Gonewiththemoon · 04/12/2025 02:31

I’ll start by saying IABU but posting here for traffic in the middle of the night.
I have 3 DC and I have emetaphobia. It’s crippling me again the past 6 months. The fight or flight kicked in tonight when DC age 3 woke up with tummy pain. I started cold sweating, heart rate shot up to 125 and I did what I thought was best… text my mum.
she was actually awake and called me. Said I could take DC3 to her house(she’s a 3 minute drive away). So I did.
I bundled my 3 year old into the car, covered in a towel, at 2am.
I can’t carry on like this. But what can I do?
I already take citalopram, I’ve just taken a diazepam. I’ve tried CBT but it was horrific. Exposure therapy that I simply couldn’t handle.
ive started to get full blown panic attacks lately too. Something I’ve not had in quite a while. I hate leaving the house. I don’t want to send the DC to school for fear of them getting sick.
im desperate. I’m not suicidal, but I hate this life. Hate it. I want to be the mum that holds her children when they’re sick(I have done in the recent past, but tonight hit me like a tonne of bricks). I want to take them on days out to fun places that they deserve, not just stay at home incase someone picks up bloody norovirus!

OP posts:
GarlicBreadStan · 04/12/2025 02:42

You're not the worst mum.

I have no experience with emetophobia, but from what I have read about it, it's awful. It's not in your control. You've tried your best to get past it, but you're finding it difficult.

The two are in no way comparable, but it's the only anecdote I can use, so I apologise.

I have a really bad "habit" of catastrophising. If I read about car crashes on the news, I'm convinced me and my son will get hit by a car. If my mum picks my son up from school instead of me, then I'll sit waiting anxiously until they're both home. I'll literally be checking the news every minute until they're home. Checking for car crashes, road closures, stabbings etc. It's impacted my ability to go out with my son because I'm scared something will happen to one, or both, of us. I've had therapy for it, but the therapy only made the thoughts worse and I kept having more and more panic attacks.

It's awful, OP. I empathise with you. But you are not a shit mum. I promise you that x

Cakeandcoffee93 · 04/12/2025 02:49

This is harsh but coming from someone who had a mental breakdown over ocd- intrusive thoughts etc feeling like I had no control… here goes. And I say this being kind.

you have to get a grip. You do have control. You thought yourself this much this way and you have the power to think yourself back.
you tell the thoughts no-
im in control. So much so that it becomes automatic eventually.
within months. You reprogrammed you brain.
believe you can. Think you can.
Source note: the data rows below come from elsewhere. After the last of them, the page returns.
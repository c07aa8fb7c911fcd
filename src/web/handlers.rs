// ============================================================================
// Handlers HTTP
// ============================================================================
// GET /                -> liste des cryptos du store (index.html)
// GET /crypto/{asset}  -> tableau des derniers prix journaliers (crypto.html)
//
// Les lectures Parquet sont bloquantes : elles passent par spawn_blocking
// pour ne pas bloquer les workers tokio.
// ============================================================================

use std::sync::Arc;

use askama::Template;
use axum::extract::{Path, State};
use axum::response::{Html, IntoResponse, Response};
use tracing::{debug, info};

use super::error::{WebError, WebResult};
use super::AppState;
use crate::models::DailyPrice;
use crate::store::ParquetStore;

// ============================================================================
// Templates
// ============================================================================

/// Page d'accueil : liste des cryptos disponibles
#[derive(Template)]
#[template(path = "index.html")]
pub struct IndexPage {
    pub assets: Vec<String>,
}

/// Page de détail : prix journaliers d'une crypto
#[derive(Template)]
#[template(path = "crypto.html")]
pub struct CryptoPage {
    /// Nom affiché (ex: "Bitcoin")
    pub coin: String,

    /// Devise de cotation affichée (ex: "USD")
    pub vs_currency: String,

    /// Lignes du tableau, du jour le plus ancien au plus récent
    pub rows: Vec<PriceRow>,
}

/// Une ligne du tableau, déjà formatée pour l'affichage
#[derive(Debug, Clone, PartialEq)]
pub struct PriceRow {
    pub date: String,
    pub price: String,
}

impl From<&DailyPrice> for PriceRow {
    fn from(point: &DailyPrice) -> Self {
        Self {
            date: point.day_label(),
            price: format_price(point.price),
        }
    }
}

/// Rend un template en réponse HTML, ou en 500 si le rendu échoue
fn render<T: Template>(template: &T) -> WebResult<Response> {
    let html = template.render().map_err(WebError::internal)?;
    Ok(Html(html).into_response())
}

/// Exécute une lecture du store sur le pool de threads bloquants
///
/// CONCEPT RUST : Closures FnOnce + Send + 'static
/// - La closure est déplacée vers un autre thread : elle doit posséder ses données
/// - D'où le clone du store (un simple PathBuf) avant le move
async fn with_store<T, F>(store: &ParquetStore, read: F) -> WebResult<T>
where
    T: Send + 'static,
    F: FnOnce(&ParquetStore) -> anyhow::Result<T> + Send + 'static,
{
    let store = store.clone();
    tokio::task::spawn_blocking(move || read(&store))
        .await
        .map_err(WebError::internal)?
        .map_err(WebError::internal)
}

// ============================================================================
// Handlers
// ============================================================================

/// GET / - Liste des cryptos
pub async fn index(State(state): State<Arc<AppState>>) -> WebResult<Response> {
    let assets = with_store(&state.store, |store| store.list_keys()).await?;
    debug!(count = assets.len(), "Rendering index");

    render(&IndexPage { assets })
}

/// GET /crypto/{asset} - Derniers prix journaliers d'une crypto
///
/// Renvoie au plus `table_rows` lignes (les plus récentes), dans l'ordre
/// chronologique. Une crypto inconnue donne un 404 en texte brut.
pub async fn show_crypto(
    State(state): State<Arc<AppState>>,
    Path(asset): Path<String>,
) -> WebResult<Response> {
    let key = asset.clone();
    let series = with_store(&state.store, move |store| store.read(&key))
        .await?
        .ok_or_else(|| {
            info!(asset = %asset, "Unknown asset requested");
            WebError::NotFound(asset.clone())
        })?;

    let rows: Vec<PriceRow> = series
        .tail(state.table_rows)
        .iter()
        .map(PriceRow::from)
        .collect();
    debug!(asset = %asset, rows = rows.len(), "Rendering price table");

    render(&CryptoPage {
        coin: capitalize(&asset),
        vs_currency: state.vs_currency.to_uppercase(),
        rows,
    })
}

// ============================================================================
// Formatage
// ============================================================================

/// Première lettre en majuscule, le reste en minuscules ("bitcoin" -> "Bitcoin")
pub fn capitalize(name: &str) -> String {
    let mut chars = name.chars();
    match chars.next() {
        Some(first) => first.to_uppercase().chain(chars.flat_map(char::to_lowercase)).collect(),
        None => String::new(),
    }
}

/// Formatte un prix : 2 décimales, 6 pour les cryptos sous l'unité
pub fn format_price(price: f64) -> String {
    if price.abs() >= 1.0 {
        format!("{:.2}", price)
    } else {
        format!("{:.6}", price)
    }
}

// ============================================================================
// Tests unitaires
// ============================================================================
Drill it into your mind.
start today. Stop freaking out. Wash your face, have a calm moment and get CONTROL.
if you thought yourself this way you can think yourself the other way.

it works.

Lebkuched · 04/12/2025 02:59

Where is your dh in this - did he stay in bed to “mind” dc1 and dc2 while you were running about in a panic? If you do not have a dh, please tell me you didn’t leave the other kids home alone while you took dc3 to your mum.
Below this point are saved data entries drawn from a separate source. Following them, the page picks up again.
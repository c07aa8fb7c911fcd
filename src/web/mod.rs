// ============================================================================
// Module : web
// ============================================================================
// Serveur HTTP en lecture seule au-dessus du store
//
// CONCEPTS RUST :
// 1. Arc<AppState> : état partagé entre toutes les requêtes, sans copie
// 2. Router axum : association route -> handler, vérifiée à la compilation
// ============================================================================

pub mod error;
pub mod handlers;

use std::sync::Arc;

use anyhow::{Context, Result};
use axum::routing::get;
use axum::Router;
use tower_http::trace::TraceLayer;
use tracing::info;

use crate::config::Config;
use crate::store::ParquetStore;

pub use error::{WebError, WebResult};

/// État partagé par les handlers
#[derive(Debug)]
pub struct AppState {
    /// Store Parquet, en lecture seule après le bootstrap
    pub store: ParquetStore,

    /// Devise de cotation (ex: "usd")
    pub vs_currency: String,

    /// Nombre maximum de lignes dans la page de détail
    pub table_rows: usize,
}

impl AppState {
    pub fn from_config(config: &Config) -> Self {
        Self {
            store: ParquetStore::new(&config.store_path),
            vs_currency: config.vs_currency.clone(),
            table_rows: config.table_rows,
        }
    }
}

/// Construit le router avec les deux routes de lecture
pub fn create_app(state: Arc<AppState>) -> Router {
    Router::new()
        .route("/", get(handlers::index))
        .route("/crypto/{asset}", get(handlers::show_crypto))
        .layer(TraceLayer::new_for_http())
        .with_state(state)
}

/// Lance le serveur HTTP et bloque jusqu'à son arrêt
pub async fn serve(config: &Config) -> Result<()> {
    let state = Arc::new(AppState::from_config(config));
    let app = create_app(state);

    let listener = tokio::net::TcpListener::bind(&config.bind_addr)
        .await
        .with_context(|| format!("Impossible d'écouter sur {}", config.bind_addr))?;

    info!(addr = %config.bind_addr, "HTTP server listening");
    axum::serve(listener, app)
        .await
        .context("Le serveur HTTP s'est arrêté sur une erreur")
}

#[cfg(test)]
mod tests {
    use super::*;

    #[test]
    fn test_state_from_config() {
        let config = Config {
            vs_currency: "eur".to_string(),
            table_rows: 30,
            ..Config::default()
        };
        let state = AppState::from_config(&config);

        assert_eq!(state.store.path(), config.store_path.as_path());
        assert_eq!(state.vs_currency, "eur");
        assert_eq!(state.table_rows, 30);
    }

    #[test]
    fn test_create_app_builds_router() {
        let state = Arc::new(AppState::from_config(&Config::default()));
        let _app: Router = create_app(state);
    }
}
What would you like to get out of posting on AIBU? It’s not a sympathetic forum. You’ve solved the immediate problem, so I would ask MN to move this post to the MH group where you might get some more experienced replies.

No one feels up to tackling sickly kids in the night, so this isn’t the right time to be deciding anything. Wait til morning and form a new plan then to become the better mum you need to be for your kids’ sake.

Gonewiththemoon · 04/12/2025 03:01

Cakeandcoffee93 · 04/12/2025 02:49

This is harsh but coming from someone who had a mental breakdown over ocd- intrusive thoughts etc feeling like I had no control… here goes. And I say this being kind.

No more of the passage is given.